First of all thanks to everyone for their patience. We have been
working very hard to get something demonstrably working rather than
just announcing more promises. Ideally on Friday we would have
announced that the A1 was going to be at the show, but at that point
the board was locked up in British customs. We didnt pick it up from
UPS's Durham depot (120 miles from the show) until 7:30 Saturday
morning and had no idea whether it had survived the journey from the
other side of the world until we configured it at the show and
switched it on. Secondly, Fleecy and I were plannning to sit down and make sure that
we issued a jointly acceptable, coordinated, news release on the A1.
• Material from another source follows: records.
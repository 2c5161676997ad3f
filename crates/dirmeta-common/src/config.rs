//! Configuration types for dirmeta
//!
//! This module defines the configuration shared by the metadata engine
//! and the tools built on top of it.

use crate::error::{Error, Result};
use serde::{Deserialize, Serialize};
use std::path::{Path, PathBuf};

/// Default number of metafile loads allowed to run at once
pub const DEFAULT_MAX_CONCURRENT_READS: usize = 10;

/// Default permission bits for newly written sidecar files (owner read/write)
pub const DEFAULT_FILE_MODE: u32 = 0o600;

/// Name of the per-user directory holding sidecar documents
pub const METAFILES_DIRECTORY_NAME: &str = "metafiles";

/// Metadata engine configuration
#[derive(Clone, Debug, PartialEq, Eq, Serialize, Deserialize)]
#[serde(default)]
pub struct MetadataConfig {
    /// Directory holding one sidecar XML document per directory URI
    pub metafiles_dir: PathBuf,
    /// Maximum number of metafile loads in flight
    pub max_concurrent_reads: usize,
    /// URI schemes that never carry durable metadata
    pub excluded_schemes: Vec<String>,
    /// Permission bits for newly written sidecar files
    pub file_mode: u32,
}

impl Default for MetadataConfig {
    fn default() -> Self {
        Self {
            metafiles_dir: default_metafiles_dir(),
            max_concurrent_reads: DEFAULT_MAX_CONCURRENT_READS,
            excluded_schemes: default_excluded_schemes(),
            file_mode: DEFAULT_FILE_MODE,
        }
    }
}

impl MetadataConfig {
    /// Create config with a specific metafiles directory
    pub fn with_metafiles_dir(metafiles_dir: impl AsRef<Path>) -> Self {
        Self {
            metafiles_dir: metafiles_dir.as_ref().to_path_buf(),
            ..Default::default()
        }
    }

    /// Override the read concurrency limit (clamped to at least one)
    #[must_use]
    pub fn max_concurrent_reads(mut self, limit: usize) -> Self {
        self.max_concurrent_reads = limit.max(1);
        self
    }

    /// Validate configuration loaded from a file or built by hand
    pub fn validate(&self) -> Result<()> {
        if self.max_concurrent_reads == 0 {
            return Err(Error::configuration(
                "max_concurrent_reads must be at least 1",
            ));
        }
        if self.metafiles_dir.as_os_str().is_empty() {
            return Err(Error::configuration("metafiles_dir must not be empty"));
        }
        if self.file_mode & 0o600 != 0o600 {
            return Err(Error::configuration(format!(
                "file_mode {:o} must allow owner read and write",
                self.file_mode
            )));
        }
        Ok(())
    }
}

fn default_metafiles_dir() -> PathBuf {
    std::env::var_os("HOME").map_or_else(
        || PathBuf::from(METAFILES_DIRECTORY_NAME),
        |home| {
            PathBuf::from(home)
                .join(".nautilus")
                .join(METAFILES_DIRECTORY_NAME)
        },
    )
}

fn default_excluded_schemes() -> Vec<String> {
    [
        "search",
        "x-nautilus-search",
        "ghelp",
        "gnome-help",
        "help",
        "info",
        "man",
        "pipe",
    ]
    .iter()
    .map(ToString::to_string)
    .collect()
}
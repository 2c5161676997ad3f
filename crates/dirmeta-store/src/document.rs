//! In-memory metadata document
//!
//! Mirrors the sidecar XML: one [`FileRecord`] per file name, scalar
//! metadata as attributes, list metadata as child entries. The codec
//! module is the only place that knows about XML.

use crate::types::now_secs;
use std::collections::{BTreeMap, HashMap};

/// One child entry of a file record, holding one element of a list
#[derive(Clone, Debug, PartialEq, Eq)]
pub struct ListEntry {
    /// List key (the element tag)
    pub key: String,
    /// Attributes; list reads look up the subkey here
    pub attributes: BTreeMap<String, String>,
}

impl ListEntry {
    /// Create an entry carrying a single subkey attribute
    pub fn new(key: impl Into<String>, subkey: impl Into<String>, value: impl Into<String>) -> Self {
        let mut attributes = BTreeMap::new();
        attributes.insert(subkey.into(), value.into());
        Self {
            key: key.into(),
            attributes,
        }
    }

    fn value(&self, subkey: &str) -> Option<&str> {
        self.attributes.get(subkey).map(String::as_str)
    }
}

/// Metadata for one file within a directory
#[derive(Clone, Debug, PartialEq, Eq)]
pub struct FileRecord {
    /// Decoded file name (final path component)
    pub name: String,
    /// Last modification, seconds since the Unix epoch
    pub timestamp: u64,
    /// Scalar metadata
    pub attributes: BTreeMap<String, String>,
    /// List metadata entries in document order
    pub entries: Vec<ListEntry>,
    /// Insertion order within the document
    pub(crate) sequence: u64,
}

impl FileRecord {
    fn new(name: &str, sequence: u64) -> Self {
        Self {
            name: name.to_string(),
            timestamp: now_secs(),
            attributes: BTreeMap::new(),
            entries: Vec::new(),
            sequence,
        }
    }

    /// Get a scalar attribute
    pub fn get(&self, key: &str) -> Option<&str> {
        self.attributes.get(key).map(String::as_str)
    }

    /// Collect the values of a list, in order
    pub fn list(&self, key: &str, subkey: &str) -> Vec<String> {
        self.entries
            .iter()
            .filter(|entry| entry.key == key)
            .filter_map(|entry| entry.value(subkey).map(ToString::to_string))
            .collect()
    }

    /// Check whether the record carries any metadata at all
    pub fn is_empty(&self) -> bool {
        self.attributes.is_empty() && self.entries.is_empty()
    }

    fn touch(&mut self) {
        self.timestamp = now_secs();
    }
}

/// Authoritative metadata for one directory once its sidecar is loaded
#[derive(Clone, Debug, Default)]
pub struct Document {
    records: HashMap<String, FileRecord>,
    next_sequence: u64,
    materialized: bool,
}

impl Document {
    /// Create an empty, unmaterialized document
    pub fn new() -> Self {
        Self::default()
    }

    /// Create an empty document that should still be written back
    pub(crate) fn materialized() -> Self {
        Self {
            materialized: true,
            ..Self::default()
        }
    }

    /// Whether this document exists on disk or has ever held a record
    ///
    /// Unmaterialized documents are never written.
    pub fn is_materialized(&self) -> bool {
        self.materialized
    }

    /// Number of file records
    pub fn len(&self) -> usize {
        self.records.len()
    }

    /// Check if there are no file records
    pub fn is_empty(&self) -> bool {
        self.records.is_empty()
    }

    /// Look up a record by file name
    pub fn record(&self, file_name: &str) -> Option<&FileRecord> {
        self.records.get(file_name)
    }

    /// Records in document order
    pub fn records(&self) -> Vec<&FileRecord> {
        let mut records: Vec<&FileRecord> = self.records.values().collect();
        records.sort_by_key(|record| record.sequence);
        records
    }

    /// File names in document order
    pub fn file_names(&self) -> Vec<String> {
        self.records()
            .into_iter()
            .map(|record| record.name.clone())
            .collect()
    }

    fn record_mut_or_create(&mut self, file_name: &str) -> &mut FileRecord {
        self.materialized = true;
        let sequence = self.next_sequence;
        let record = self
            .records
            .entry(file_name.to_string())
            .or_insert_with(|| FileRecord::new(file_name, sequence));
        if record.sequence == sequence {
            self.next_sequence += 1;
        }
        record
    }

    /// Create an empty record unless one exists; returns whether it was created
    pub(crate) fn ensure_record(&mut self, file_name: &str) -> bool {
        if self.records.contains_key(file_name) {
            return false;
        }
        self.record_mut_or_create(file_name).touch();
        true
    }

    /// Insert a decoded record; the first record for a name wins
    ///
    /// Returns false if a record with the same name was already present.
    pub(crate) fn insert_loaded(&mut self, mut record: FileRecord) -> bool {
        self.materialized = true;
        if self.records.contains_key(&record.name) {
            return false;
        }
        record.sequence = self.next_sequence;
        self.next_sequence += 1;
        self.records.insert(record.name.clone(), record);
        true
    }

    /// Get a scalar value, or the default when absent
    pub fn get_scalar(&self, file_name: &str, key: &str, default: &str) -> String {
        self.record(file_name)
            .and_then(|record| record.get(key))
            .unwrap_or(default)
            .to_string()
    }

    /// Get a list value, or an empty list when absent
    pub fn get_list(&self, file_name: &str, key: &str, subkey: &str) -> Vec<String> {
        self.record(file_name)
            .map(|record| record.list(key, subkey))
            .unwrap_or_default()
    }

    /// Set a scalar value
    ///
    /// A value equal to the default is stored as the absence of the
    /// attribute. Records are created only for non-default values and are
    /// not pruned when their last attribute goes away.
    pub fn set_scalar(&mut self, file_name: &str, key: &str, default: &str, value: &str) -> bool {
        if self.get_scalar(file_name, key, default) == value {
            return false;
        }

        if value == default {
            let Some(record) = self.records.get_mut(file_name) else {
                return false;
            };
            if record.attributes.remove(key).is_none() {
                return false;
            }
            record.touch();
        } else {
            let record = self.record_mut_or_create(file_name);
            record.attributes.insert(key.to_string(), value.to_string());
            record.touch();
        }
        true
    }

    /// Set a list value by reconciling existing entries in order
    ///
    /// Entries for `key` that match the next expected value are kept;
    /// any others are dropped, and the unmatched tail of `values` is
    /// appended. Setting an identical list is a no-op.
    pub fn set_list(&mut self, file_name: &str, key: &str, subkey: &str, values: &[String]) -> bool {
        let record = if values.is_empty() {
            match self.records.get_mut(file_name) {
                Some(record) => record,
                None => return false,
            }
        } else {
            self.record_mut_or_create(file_name)
        };

        let mut expected = values.iter().peekable();
        let mut changed = false;
        record.entries.retain(|entry| {
            if entry.key != key {
                return true;
            }
            let keep = match (entry.value(subkey), expected.peek()) {
                (Some(current), Some(next)) => current == next.as_str(),
                _ => false,
            };
            if keep {
                expected.next();
            } else {
                changed = true;
            }
            keep
        });

        for value in expected {
            record.entries.push(ListEntry::new(key, subkey, value.as_str()));
            changed = true;
        }

        if changed {
            record.touch();
        }
        changed
    }

    /// Move a record to a new name, replacing whatever was there
    pub fn rename_record(&mut self, old_name: &str, new_name: &str) -> bool {
        if old_name == new_name {
            return false;
        }
        let mut changed = self.remove_record(new_name);
        if let Some(mut record) = self.records.remove(old_name) {
            record.name = new_name.to_string();
            record.touch();
            self.records.insert(new_name.to_string(), record);
            changed = true;
        }
        changed
    }

    /// Remove a record
    pub fn remove_record(&mut self, file_name: &str) -> bool {
        self.records.remove(file_name).is_some()
    }

    /// Install a deep copy of another record under `file_name`
    ///
    /// Any existing record at the destination is replaced.
    pub fn insert_copy(&mut self, source: &FileRecord, file_name: &str) {
        self.remove_record(file_name);
        let record = self.record_mut_or_create(file_name);
        record.attributes = source.attributes.clone();
        record.entries = source.entries.clone();
        record.touch();
    }
}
But he got snowed in, in Cumbria, so we can't now do that until later
in the week. Expect a major web site update on both our and Amiga's
sites next Monday. But in the meantime I'm going to repeat here some of the things I
said at Alt-Woa as some of the 'authoritative' postings on this list
(& ann) have been off in the realms of fantasy and bear little if any
relationship to what I actually said. But first a bit of of background. The main feedback that has come out over the last year can, I think,
be summarised as follows:
In October 2000 when we laid out the design for the A1, there was no
commercially available 'northbridge' chip (the interface between the
CPU, memory and PCI bus) at the relatively small quantities that we
needed at an economic price. 'Southbridge' chips were available
(these handle the system timing, interrupts etc and, traditionally
also embed the lower speed peripheral functions such as IDE, USB
etc), but clearly these do not come with a built in A1200-PCI bridge
- which would have to be built in custom logic. It therefore made
economic sense to build a custom southbridge chip - but without the
integrated peripherals (these were available on separate chips at low
cost anyway) which incorporated the A1200-PCI bridge. Things were
going nicely until May/June . . . . and you know the rest, or
most of it anyway. By the time OS4 development had been signed off in early November the
world had moved on. Commercially available PPC northbridge chips
were available, and coupled with off-the-shelf southbridge chips,
were able to deliver better price performance than the original A1
custom chip design, and (since the big boys had already been using
them successfully) without the risk of bugs intrinsically present in
any custom logic implementation. This meant that the only custom
logic function needed was the PCI to A1200 bridge. Alongside this many people had expressed a wish only to have a
stand-alone A1 board, without the need (or ability) to run
hardware-hitting applications. In addition Hyperion have been making
better than expected progress in decoupling the chipset dependancies
in the OS with a result that it will cease to be reliant on the Amiga
chipset quite soon now. (Of course hardware hitting applications
will still to a greater or lesser degree need access to a genuine
Amiga chipset). Given this, we thought it would be sensible to try
to provide Amiga chipset availability as an a option, so that the
main A1 board would not have to carry the cost of providing this
connection - in terms of PCB and component real-estate and in
requiring a custom tower to mount it in. The upshot is that Escena
has come up with a solution which allows the bridge to the A1200
chipset to be made from a PCI card, via ribbon cable, to the A1200
edge connector. The use of a ribbon cable also solves the 'will it
work in an xyz tower' problem, as there is (within limits) quite a
wide range of A1 & A1200 relative board positioning that can be used.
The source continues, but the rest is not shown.